Transcribe exactly each line of the entries, from the opening line to the line with "--email <email> --senha", with both of those lines included.
Content starts
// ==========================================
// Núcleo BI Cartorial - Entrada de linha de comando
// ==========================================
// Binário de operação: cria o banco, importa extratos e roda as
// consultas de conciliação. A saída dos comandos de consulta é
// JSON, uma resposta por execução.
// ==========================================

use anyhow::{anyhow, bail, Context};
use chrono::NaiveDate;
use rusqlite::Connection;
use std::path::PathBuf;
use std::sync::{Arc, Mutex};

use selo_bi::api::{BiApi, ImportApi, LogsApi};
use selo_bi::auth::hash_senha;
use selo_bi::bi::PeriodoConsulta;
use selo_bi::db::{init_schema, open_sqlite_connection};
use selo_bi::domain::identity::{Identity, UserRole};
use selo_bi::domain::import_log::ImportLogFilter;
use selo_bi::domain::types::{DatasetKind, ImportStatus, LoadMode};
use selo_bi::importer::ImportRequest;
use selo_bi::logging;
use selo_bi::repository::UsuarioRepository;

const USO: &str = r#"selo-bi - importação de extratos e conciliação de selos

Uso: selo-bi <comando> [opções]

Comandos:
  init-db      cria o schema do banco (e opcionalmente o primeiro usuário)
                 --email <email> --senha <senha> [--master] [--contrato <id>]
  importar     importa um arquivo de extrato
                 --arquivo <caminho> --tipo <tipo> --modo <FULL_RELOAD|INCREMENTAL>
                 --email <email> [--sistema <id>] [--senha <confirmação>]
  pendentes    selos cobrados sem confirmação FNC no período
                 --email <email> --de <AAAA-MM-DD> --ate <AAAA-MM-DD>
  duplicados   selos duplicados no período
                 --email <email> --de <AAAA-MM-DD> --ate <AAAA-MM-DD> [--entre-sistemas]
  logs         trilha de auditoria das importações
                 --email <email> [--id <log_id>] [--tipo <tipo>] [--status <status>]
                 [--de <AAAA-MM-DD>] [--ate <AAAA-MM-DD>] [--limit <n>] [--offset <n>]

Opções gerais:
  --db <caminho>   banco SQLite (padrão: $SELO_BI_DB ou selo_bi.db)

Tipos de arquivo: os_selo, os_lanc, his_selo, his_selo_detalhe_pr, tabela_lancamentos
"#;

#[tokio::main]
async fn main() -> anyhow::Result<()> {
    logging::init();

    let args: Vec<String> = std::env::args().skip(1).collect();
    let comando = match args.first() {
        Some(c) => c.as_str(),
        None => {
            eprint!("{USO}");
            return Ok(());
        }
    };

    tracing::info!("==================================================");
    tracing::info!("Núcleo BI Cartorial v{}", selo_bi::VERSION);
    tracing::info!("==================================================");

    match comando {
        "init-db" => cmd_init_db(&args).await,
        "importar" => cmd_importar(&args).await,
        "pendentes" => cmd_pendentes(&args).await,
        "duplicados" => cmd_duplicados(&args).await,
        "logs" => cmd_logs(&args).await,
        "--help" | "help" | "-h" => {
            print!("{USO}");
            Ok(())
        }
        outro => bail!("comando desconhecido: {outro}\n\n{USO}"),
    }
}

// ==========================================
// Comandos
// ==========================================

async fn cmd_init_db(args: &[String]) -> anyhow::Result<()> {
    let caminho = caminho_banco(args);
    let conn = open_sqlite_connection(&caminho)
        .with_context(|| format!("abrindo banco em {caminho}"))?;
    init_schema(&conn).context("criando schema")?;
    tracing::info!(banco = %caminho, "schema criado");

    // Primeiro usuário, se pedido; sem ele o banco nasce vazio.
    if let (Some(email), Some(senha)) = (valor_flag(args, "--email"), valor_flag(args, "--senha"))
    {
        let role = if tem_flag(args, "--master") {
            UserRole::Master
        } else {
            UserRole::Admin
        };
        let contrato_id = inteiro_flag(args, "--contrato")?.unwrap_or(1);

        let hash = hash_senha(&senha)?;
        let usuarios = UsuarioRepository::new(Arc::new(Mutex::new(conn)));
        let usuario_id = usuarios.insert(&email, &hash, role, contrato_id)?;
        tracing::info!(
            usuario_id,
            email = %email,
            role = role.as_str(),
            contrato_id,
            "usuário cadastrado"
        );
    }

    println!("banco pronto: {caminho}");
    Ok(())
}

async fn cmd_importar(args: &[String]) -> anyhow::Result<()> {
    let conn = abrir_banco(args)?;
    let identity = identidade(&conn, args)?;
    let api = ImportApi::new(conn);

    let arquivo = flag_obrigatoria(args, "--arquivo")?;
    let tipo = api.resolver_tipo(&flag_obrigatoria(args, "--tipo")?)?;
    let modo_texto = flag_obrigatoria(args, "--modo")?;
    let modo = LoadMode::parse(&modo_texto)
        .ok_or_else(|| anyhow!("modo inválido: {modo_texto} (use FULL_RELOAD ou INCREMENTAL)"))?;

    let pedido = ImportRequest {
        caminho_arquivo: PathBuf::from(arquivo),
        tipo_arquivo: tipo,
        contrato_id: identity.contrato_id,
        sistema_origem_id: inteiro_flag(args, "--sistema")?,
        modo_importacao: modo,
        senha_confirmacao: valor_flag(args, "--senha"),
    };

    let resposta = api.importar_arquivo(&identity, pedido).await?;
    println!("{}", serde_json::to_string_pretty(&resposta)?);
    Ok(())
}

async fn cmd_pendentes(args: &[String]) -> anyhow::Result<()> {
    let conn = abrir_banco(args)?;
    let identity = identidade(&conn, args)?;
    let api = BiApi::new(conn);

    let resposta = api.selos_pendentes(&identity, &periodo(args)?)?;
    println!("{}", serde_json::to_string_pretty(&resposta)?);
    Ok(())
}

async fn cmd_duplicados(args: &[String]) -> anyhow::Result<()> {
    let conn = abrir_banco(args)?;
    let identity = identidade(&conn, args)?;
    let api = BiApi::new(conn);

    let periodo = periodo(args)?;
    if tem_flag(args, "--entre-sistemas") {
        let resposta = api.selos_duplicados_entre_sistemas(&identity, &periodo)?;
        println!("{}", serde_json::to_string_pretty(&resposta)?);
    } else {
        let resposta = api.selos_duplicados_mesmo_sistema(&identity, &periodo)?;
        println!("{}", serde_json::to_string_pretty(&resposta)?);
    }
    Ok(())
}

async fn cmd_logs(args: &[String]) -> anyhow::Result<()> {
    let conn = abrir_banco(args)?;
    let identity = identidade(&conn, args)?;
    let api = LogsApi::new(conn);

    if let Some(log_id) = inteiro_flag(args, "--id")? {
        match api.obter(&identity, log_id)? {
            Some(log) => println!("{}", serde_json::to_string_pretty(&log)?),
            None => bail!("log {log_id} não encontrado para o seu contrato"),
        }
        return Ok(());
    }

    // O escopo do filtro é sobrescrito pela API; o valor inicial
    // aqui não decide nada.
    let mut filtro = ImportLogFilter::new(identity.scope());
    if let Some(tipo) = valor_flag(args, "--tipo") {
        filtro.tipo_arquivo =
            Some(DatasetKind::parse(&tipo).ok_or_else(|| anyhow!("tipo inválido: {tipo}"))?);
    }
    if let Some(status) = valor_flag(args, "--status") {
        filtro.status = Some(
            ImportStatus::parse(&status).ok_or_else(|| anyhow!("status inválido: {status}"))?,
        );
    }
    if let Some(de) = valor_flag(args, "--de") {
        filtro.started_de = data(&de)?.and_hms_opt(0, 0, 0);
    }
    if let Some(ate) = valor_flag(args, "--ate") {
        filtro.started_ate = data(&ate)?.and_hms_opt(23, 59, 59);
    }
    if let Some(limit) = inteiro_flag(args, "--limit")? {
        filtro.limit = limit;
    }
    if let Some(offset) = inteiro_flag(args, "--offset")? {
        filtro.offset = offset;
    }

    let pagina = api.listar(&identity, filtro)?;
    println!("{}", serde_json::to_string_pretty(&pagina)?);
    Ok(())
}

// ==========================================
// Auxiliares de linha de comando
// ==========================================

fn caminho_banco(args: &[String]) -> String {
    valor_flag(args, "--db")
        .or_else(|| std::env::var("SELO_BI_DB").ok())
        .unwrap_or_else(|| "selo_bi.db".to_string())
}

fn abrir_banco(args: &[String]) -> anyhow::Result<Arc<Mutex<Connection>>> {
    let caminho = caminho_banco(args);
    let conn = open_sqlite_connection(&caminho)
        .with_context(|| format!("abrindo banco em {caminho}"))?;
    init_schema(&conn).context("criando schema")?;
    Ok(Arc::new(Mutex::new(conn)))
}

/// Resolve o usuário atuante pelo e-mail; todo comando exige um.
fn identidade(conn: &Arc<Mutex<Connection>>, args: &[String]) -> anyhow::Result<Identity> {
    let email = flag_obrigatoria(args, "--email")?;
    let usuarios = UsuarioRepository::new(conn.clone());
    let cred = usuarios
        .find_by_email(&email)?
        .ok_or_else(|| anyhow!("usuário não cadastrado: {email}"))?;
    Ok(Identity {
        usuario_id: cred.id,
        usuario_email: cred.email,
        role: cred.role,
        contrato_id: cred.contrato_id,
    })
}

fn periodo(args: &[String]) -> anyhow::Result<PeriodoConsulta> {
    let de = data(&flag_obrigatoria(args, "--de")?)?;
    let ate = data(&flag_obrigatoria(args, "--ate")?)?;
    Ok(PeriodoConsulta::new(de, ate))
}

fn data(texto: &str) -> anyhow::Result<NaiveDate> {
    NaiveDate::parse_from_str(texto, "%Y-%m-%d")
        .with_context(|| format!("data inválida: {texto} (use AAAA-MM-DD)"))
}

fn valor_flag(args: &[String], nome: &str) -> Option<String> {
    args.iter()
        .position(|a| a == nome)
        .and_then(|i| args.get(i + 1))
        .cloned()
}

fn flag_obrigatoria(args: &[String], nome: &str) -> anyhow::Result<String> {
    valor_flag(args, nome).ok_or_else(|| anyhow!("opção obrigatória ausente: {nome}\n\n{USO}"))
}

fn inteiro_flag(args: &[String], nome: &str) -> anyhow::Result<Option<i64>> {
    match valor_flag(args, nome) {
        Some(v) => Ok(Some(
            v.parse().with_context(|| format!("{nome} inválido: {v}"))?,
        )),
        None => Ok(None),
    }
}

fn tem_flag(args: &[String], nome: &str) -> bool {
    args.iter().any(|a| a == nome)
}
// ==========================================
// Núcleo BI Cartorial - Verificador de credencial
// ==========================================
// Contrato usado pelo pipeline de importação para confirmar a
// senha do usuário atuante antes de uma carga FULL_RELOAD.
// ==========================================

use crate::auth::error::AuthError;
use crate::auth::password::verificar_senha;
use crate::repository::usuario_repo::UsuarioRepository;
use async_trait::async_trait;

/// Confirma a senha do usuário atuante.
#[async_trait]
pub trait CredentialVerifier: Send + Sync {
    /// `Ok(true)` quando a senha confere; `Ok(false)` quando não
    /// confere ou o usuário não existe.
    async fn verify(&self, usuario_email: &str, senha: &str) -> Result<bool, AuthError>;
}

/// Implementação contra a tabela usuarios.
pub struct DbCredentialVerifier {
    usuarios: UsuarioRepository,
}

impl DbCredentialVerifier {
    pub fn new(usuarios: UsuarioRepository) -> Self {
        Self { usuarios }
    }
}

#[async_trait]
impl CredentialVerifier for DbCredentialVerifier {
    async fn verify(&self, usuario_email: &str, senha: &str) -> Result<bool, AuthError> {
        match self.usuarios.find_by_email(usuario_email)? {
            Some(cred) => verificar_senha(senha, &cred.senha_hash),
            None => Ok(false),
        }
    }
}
Content ends
OUTPUT
// ==========================================
// Núcleo BI Cartorial - Entrada de linha de comando
// ==========================================
// Binário de operação: cria o banco, importa extratos e roda as
// consultas de conciliação. A saída dos comandos de consulta é
// JSON, uma resposta por execução.
// ==========================================

use anyhow::{anyhow, bail, Context};
use chrono::NaiveDate;
use rusqlite::Connection;
use std::path::PathBuf;
use std::sync::{Arc, Mutex};

use selo_bi::api::{BiApi, ImportApi, LogsApi};
use selo_bi::auth::hash_senha;
use selo_bi::bi::PeriodoConsulta;
use selo_bi::db::{init_schema, open_sqlite_connection};
use selo_bi::domain::identity::{Identity, UserRole};
use selo_bi::domain::import_log::ImportLogFilter;
use selo_bi::domain::types::{DatasetKind, ImportStatus, LoadMode};
use selo_bi::importer::ImportRequest;
use selo_bi::logging;
use selo_bi::repository::UsuarioRepository;

const USO: &str = r#"selo-bi - importação de extratos e conciliação de selos

Uso: selo-bi <comando> [opções]

Comandos:
  init-db      cria o schema do banco (e opcionalmente o primeiro usuário)
                 --email <email> --senha <senha> [--master] [--contrato <id>]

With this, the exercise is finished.